* **YOUR ASSIGNMENT**: Send back all of the records, each one exactly as written.

* **RECORDED INFORMATION**:
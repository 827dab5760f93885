//! Activation resolution: rolling every rollable node of an ability.
//!
//! The resolver clones the item's activation, walks the flattened tree in
//! order, evaluates one roll per rollable node through a [`DiceEngine`],
//! stores each result on its node and rebuilds the tree.

use crate::activation::{ActivationData, ActorDocument, ItemDocument, ItemType};
use crate::dice::{DiceEngine, EvaluatedRoll, RollError, RollKind, RollOptions, RollRequest};
use crate::node::{EffectNode, NodeId};
use crate::tree::{self, TreeError};
use crate::upcast::{
    apply_upcast_deltas, CasterState, UpcastContext, UpcastError, UpcastOutcome, UpcastRequest,
    UpcastResult,
};
use serde::{Deserialize, Serialize};
use thiserror::Error;
use tracing::debug;

/// Error type for activation resolution.
#[derive(Debug, Error)]
pub enum ActivationError {
    #[error("Malformed effect tree: {0}")]
    Tree(#[from] TreeError),

    #[error("Upcast failed: {0}")]
    Upcast(#[from] UpcastError),

    #[error("Roll failed: {0}")]
    Roll(#[from] RollError),

    #[error("Actor has no '{save}' saving throw (needed by node {node})")]
    MissingSaveFormula { node: NodeId, save: String },
}

/// Configuration for an [`ActivationResolver`].
#[derive(Debug, Clone, PartialEq, Serialize, Deserialize)]
#[serde(default, rename_all = "camelCase")]
pub struct ActivationConfig {
    /// Item types that describe a character rather than an action; never rolled.
    pub non_rollable_types: Vec<ItemType>,

    /// Apply dialog roll mode and primary-die value to the first damage roll,
    /// and the dialog save roll mode to saving throws.
    pub honor_dialog_overrides: bool,
}

impl ActivationConfig {
    pub fn new() -> Self {
        Self {
            non_rollable_types: ItemType::origin_types(),
            honor_dialog_overrides: true,
        }
    }

    /// Set the item types that short-circuit without rolling.
    pub fn with_non_rollable_types(mut self, types: Vec<ItemType>) -> Self {
        self.non_rollable_types = types;
        self
    }

    pub fn with_dialog_overrides(mut self, honor: bool) -> Self {
        self.honor_dialog_overrides = honor;
        self
    }
}

impl Default for ActivationConfig {
    fn default() -> Self {
        Self::new()
    }
}

/// Choices made in the activation dialog.
#[derive(Debug, Clone, Copy, PartialEq, Eq, Default, Serialize, Deserialize)]
#[serde(default, rename_all = "camelCase")]
pub struct DialogOverrides {
    /// Roll mode for the first damage roll.
    pub roll_mode: Option<i32>,
    pub primary_die_value: Option<u32>,
    /// Roll mode handed to the actor when it builds saving throw formulas.
    /// Kept apart from `roll_mode`, which only ever touches the first damage roll.
    pub save_roll_mode: Option<i32>,
}

impl DialogOverrides {
    pub fn new() -> Self {
        Self::default()
    }

    pub fn with_roll_mode(mut self, roll_mode: i32) -> Self {
        self.roll_mode = Some(roll_mode);
        self
    }

    pub fn with_primary_die_value(mut self, value: u32) -> Self {
        self.primary_die_value = Some(value);
        self
    }

    pub fn with_save_roll_mode(mut self, roll_mode: i32) -> Self {
        self.save_roll_mode = Some(roll_mode);
        self
    }
}

/// Rolls for the chat card plus the activation with results embedded.
#[derive(Debug, Clone, PartialEq)]
pub struct ActivationOutcome {
    /// Evaluated rolls in flat tree order.
    pub rolls: Vec<EvaluatedRoll>,
    pub activation: ActivationData,
    pub upcast: Option<UpcastResult>,
}

/// Resolves item activations against a dice engine.
pub struct ActivationResolver<D: DiceEngine> {
    dice: D,
    config: ActivationConfig,
}

impl<D: DiceEngine> ActivationResolver<D> {
    pub fn new(dice: D) -> Self {
        Self {
            dice,
            config: ActivationConfig::default(),
        }
    }

    pub fn with_config(mut self, config: ActivationConfig) -> Self {
        self.config = config;
        self
    }

    pub fn config(&self) -> &ActivationConfig {
        &self.config
    }

    pub fn dice(&self) -> &D {
        &self.dice
    }

    /// Roll every rollable node of `item`'s activation.
    ///
    /// The item itself is not modified; the returned activation is a copy.
    pub async fn resolve(
        &self,
        item: &ItemDocument,
        actor: &dyn ActorDocument,
        overrides: &DialogOverrides,
    ) -> Result<ActivationOutcome, ActivationError> {
        self.evaluate(item, item.system.activation.clone(), actor, overrides)
            .await
    }

    /// Apply upcast deltas for `request`, then roll the scaled activation.
    pub async fn resolve_upcast(
        &self,
        item: &ItemDocument,
        actor: &dyn ActorDocument,
        overrides: &DialogOverrides,
        request: UpcastRequest,
    ) -> Result<ActivationOutcome, ActivationError> {
        let ctx = UpcastContext::for_item(item, CasterState::of(actor), request);
        let UpcastOutcome { activation, result } = apply_upcast_deltas(&ctx)?;

        let mut outcome = self.evaluate(item, activation, actor, overrides).await?;
        outcome.upcast = Some(result);
        Ok(outcome)
    }

    async fn evaluate(
        &self,
        item: &ItemDocument,
        mut activation: ActivationData,
        actor: &dyn ActorDocument,
        overrides: &DialogOverrides,
    ) -> Result<ActivationOutcome, ActivationError> {
        if self.config.non_rollable_types.contains(&item.item_type) {
            debug!(item = %item.name, item_type = ?item.item_type, "Item type is not rollable");
            return Ok(ActivationOutcome {
                rolls: Vec::new(),
                activation,
                upcast: None,
            });
        }

        let roll_data = actor.roll_data();
        let mut flat = tree::flatten(&activation.effects);
        let mut rolls = Vec::new();
        let mut primary_damage_seen = false;
        let save_roll_mode = if self.config.honor_dialog_overrides {
            overrides.save_roll_mode.unwrap_or(0)
        } else {
            0
        };

        for node in flat.iter_mut() {
            let (kind, formula, options) = match &*node {
                EffectNode::SavingThrow(save) => {
                    let formula = actor
                        .saving_throw_formula(&save.saving_throw_type, save_roll_mode)
                        .ok_or_else(|| ActivationError::MissingSaveFormula {
                            node: save.id.clone(),
                            save: save.saving_throw_type.clone(),
                        })?;
                    (RollKind::SavingThrow, formula, RollOptions::default())
                }
                EffectNode::Damage(damage) => {
                    let options = if primary_damage_seen {
                        RollOptions::default()
                    } else {
                        primary_damage_seen = true;
                        self.primary_damage_options(
                            damage.roll_mode,
                            damage.can_crit,
                            damage.can_miss,
                            overrides,
                        )
                    };
                    (RollKind::Damage, damage.formula.clone(), options)
                }
                EffectNode::Healing(healing) => {
                    (RollKind::Healing, healing.formula.clone(), RollOptions::default())
                }
                EffectNode::DamageOutcome(_) | EffectNode::Condition(_) | EffectNode::Note(_) => {
                    continue
                }
            };

            let request = RollRequest::new(kind, formula, roll_data.clone()).with_options(options);
            let evaluated = self.dice.evaluate(&request).await?;
            debug!(
                node = %node.id(),
                kind = ?kind,
                formula = %evaluated.formula,
                total = evaluated.total,
                "Evaluated node roll"
            );
            node.set_roll(evaluated.data.clone());
            rolls.push(evaluated);
        }

        activation.effects = tree::reconstruct(flat)?;
        Ok(ActivationOutcome {
            rolls,
            activation,
            upcast: None,
        })
    }

    fn primary_damage_options(
        &self,
        roll_mode: Option<i32>,
        can_crit: Option<bool>,
        can_miss: Option<bool>,
        overrides: &DialogOverrides,
    ) -> RollOptions {
        let mut options = RollOptions::new()
            .with_roll_mode(roll_mode.unwrap_or(0))
            .with_can_crit(can_crit.unwrap_or(true))
            .with_can_miss(can_miss.unwrap_or(true));

        if self.config.honor_dialog_overrides {
            if let Some(mode) = overrides.roll_mode {
                options = options.with_roll_mode(mode);
            }
            if let Some(value) = overrides.primary_die_value {
                options = options.with_primary_die_value(value);
            }
        }
        options
    }
}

* **ANSWER SECTION**:
repository 827dab5760f93885
//! Activation resolution: rolling every rollable node of an ability.
//!
//! The resolver clones the item's activation, walks the flattened tree in
//! order, evaluates one roll per rollable node through a [`DiceEngine`],
//! stores each result on its node and rebuilds the tree.

use crate::activation::{ActivationData, ActorDocument, ItemDocument, ItemType};
use crate::dice::{DiceEngine, EvaluatedRoll, RollError, RollKind, RollOptions, RollRequest};
use crate::node::{EffectNode, NodeId};
use crate::tree::{self, TreeError};
use crate::upcast::{
    apply_upcast_deltas, CasterState, UpcastContext, UpcastError, UpcastOutcome, UpcastRequest,
    UpcastResult,
};
use serde::{Deserialize, Serialize};
use thiserror::Error;
use tracing::debug;

/// Error type for activation resolution.
#[derive(Debug, Error)]
pub enum ActivationError {
    #[error("Malformed effect tree: {0}")]
    Tree(#[from] TreeError),

    #[error("Upcast failed: {0}")]
    Upcast(#[from] UpcastError),

    #[error("Roll failed: {0}")]
    Roll(#[from] RollError),

    #[error("Actor has no '{save}' saving throw (needed by node {node})")]
    MissingSaveFormula { node: NodeId, save: String },
}

/// Configuration for an [`ActivationResolver`].
#[derive(Debug, Clone, PartialEq, Serialize, Deserialize)]
#[serde(default, rename_all = "camelCase")]
pub struct ActivationConfig {
    /// Item types that describe a character rather than an action; never rolled.
    pub non_rollable_types: Vec<ItemType>,

    /// Apply dialog roll mode and primary-die value to the first damage roll,
    /// and the dialog save roll mode to saving throws.
    pub honor_dialog_overrides: bool,
}

impl ActivationConfig {
    pub fn new() -> Self {
        Self {
            non_rollable_types: ItemType::origin_types(),
            honor_dialog_overrides: true,
        }
    }

    /// Set the item types that short-circuit without rolling.
    pub fn with_non_rollable_types(mut self, types: Vec<ItemType>) -> Self {
        self.non_rollable_types = types;
        self
    }

    pub fn with_dialog_overrides(mut self, honor: bool) -> Self {
        self.honor_dialog_overrides = honor;
        self
    }
}

impl Default for ActivationConfig {
    fn default() -> Self {
        Self::new()
    }
}

/// Choices made in the activation dialog.
#[derive(Debug, Clone, Copy, PartialEq, Eq, Default, Serialize, Deserialize)]
#[serde(default, rename_all = "camelCase")]
pub struct DialogOverrides {
    /// Roll mode for the first damage roll.
    pub roll_mode: Option<i32>,
    pub primary_die_value: Option<u32>,
    /// Roll mode handed to the actor when it builds saving throw formulas.
    /// Kept apart from `roll_mode`, which only ever touches the first damage roll.
    pub save_roll_mode: Option<i32>,
}

impl DialogOverrides {
    pub fn new() -> Self {
        Self::default()
    }

    pub fn with_roll_mode(mut self, roll_mode: i32) -> Self {
        self.roll_mode = Some(roll_mode);
        self
    }

    pub fn with_primary_die_value(mut self, value: u32) -> Self {
        self.primary_die_value = Some(value);
        self
    }

    pub fn with_save_roll_mode(mut self, roll_mode: i32) -> Self {
        self.save_roll_mode = Some(roll_mode);
        self
    }
}

/// Rolls for the chat card plus the activation with results embedded.
#[derive(Debug, Clone, PartialEq)]
pub struct ActivationOutcome {
    /// Evaluated rolls in flat tree order.
    pub rolls: Vec<EvaluatedRoll>,
    pub activation: ActivationData,
    pub upcast: Option<UpcastResult>,
}

/// Resolves item activations against a dice engine.
pub struct ActivationResolver<D: DiceEngine> {
    dice: D,
    config: ActivationConfig,
}

impl<D: DiceEngine> ActivationResolver<D> {
    pub fn new(dice: D) -> Self {
        Self {
            dice,
            config: ActivationConfig::default(),
        }
    }

    pub fn with_config(mut self, config: ActivationConfig) -> Self {
        self.config = config;
        self
    }

    pub fn config(&self) -> &ActivationConfig {
        &self.config
    }

    pub fn dice(&self) -> &D {
        &self.dice
    }

    /// Roll every rollable node of `item`'s activation.
    ///
    /// The item itself is not modified; the returned activation is a copy.
    pub async fn resolve(
        &self,
        item: &ItemDocument,
        actor: &dyn ActorDocument,
        overrides: &DialogOverrides,
    ) -> Result<ActivationOutcome, ActivationError> {
        self.evaluate(item, item.system.activation.clone(), actor, overrides)
            .await
    }

    /// Apply upcast deltas for `request`, then roll the scaled activation.
    pub async fn resolve_upcast(
        &self,
        item: &ItemDocument,
        actor: &dyn ActorDocument,
        overrides: &DialogOverrides,
        request: UpcastRequest,
    ) -> Result<ActivationOutcome, ActivationError> {
        let ctx = UpcastContext::for_item(item, CasterState::of(actor), request);
        let UpcastOutcome { activation, result } = apply_upcast_deltas(&ctx)?;

        let mut outcome = self.evaluate(item, activation, actor, overrides).await?;
        outcome.upcast = Some(result);
        Ok(outcome)
    }

    async fn evaluate(
        &self,
        item: &ItemDocument,
        mut activation: ActivationData,
        actor: &dyn ActorDocument,
        overrides: &DialogOverrides,
    ) -> Result<ActivationOutcome, ActivationError> {
        if self.config.non_rollable_types.contains(&item.item_type) {
            debug!(item = %item.name, item_type = ?item.item_type, "Item type is not rollable");
            return Ok(ActivationOutcome {
                rolls: Vec::new(),
                activation,
                upcast: None,
            });
        }

        let roll_data = actor.roll_data();
        let mut flat = tree::flatten(&activation.effects);
        let mut rolls = Vec::new();
        let mut primary_damage_seen = false;
        let save_roll_mode = if self.config.honor_dialog_overrides {
            overrides.save_roll_mode.unwrap_or(0)
        } else {
            0
        };

        for node in flat.iter_mut() {
            let (kind, formula, options) = match &*node {
                EffectNode::SavingThrow(save) => {
                    let formula = actor
                        .saving_throw_formula(&save.saving_throw_type, save_roll_mode)
                        .ok_or_else(|| ActivationError::MissingSaveFormula {
                            node: save.id.clone(),
                            save: save.saving_throw_type.clone(),
                        })?;
                    (RollKind::SavingThrow, formula, RollOptions::default())
                }
                EffectNode::Damage(damage) => {
                    let options = if primary_damage_seen {
                        RollOptions::default()
                    } else {
                        primary_damage_seen = true;
                        self.primary_damage_options(
                            damage.roll_mode,
                            damage.can_crit,
                            damage.can_miss,
                            overrides,
                        )
                    };
                    (RollKind::Damage, damage.formula.clone(), options)
                }
                EffectNode::Healing(healing) => {
                    (RollKind::Healing, healing.formula.clone(), RollOptions::default())
                }
                EffectNode::DamageOutcome(_) | EffectNode::Condition(_) | EffectNode::Note(_) => {
                    continue
                }
            };

            let request = RollRequest::new(kind, formula, roll_data.clone()).with_options(options);
            let evaluated = self.dice.evaluate(&request).await?;
            debug!(
                node = %node.id(),
                kind = ?kind,
                formula = %evaluated.formula,
                total = evaluated.total,
                "Evaluated node roll"
            );
            node.set_roll(evaluated.data.clone());
            rolls.push(evaluated);
        }

        activation.effects = tree::reconstruct(flat)?;
        Ok(ActivationOutcome {
            rolls,
            activation,
            upcast: None,
        })
    }

    fn primary_damage_options(
        &self,
        roll_mode: Option<i32>,
        can_crit: Option<bool>,
        can_miss: Option<bool>,
        overrides: &DialogOverrides,
    ) -> RollOptions {
        let mut options = RollOptions::new()
            .with_roll_mode(roll_mode.unwrap_or(0))
            .with_can_crit(can_crit.unwrap_or(true))
            .with_can_miss(can_miss.unwrap_or(true));

        if self.config.honor_dialog_overrides {
            if let Some(mode) = overrides.roll_mode {
                options = options.with_roll_mode(mode);
            }
            if let Some(value) = overrides.primary_die_value {
                options = options.with_primary_die_value(value);
            }
        }
        options
    }
}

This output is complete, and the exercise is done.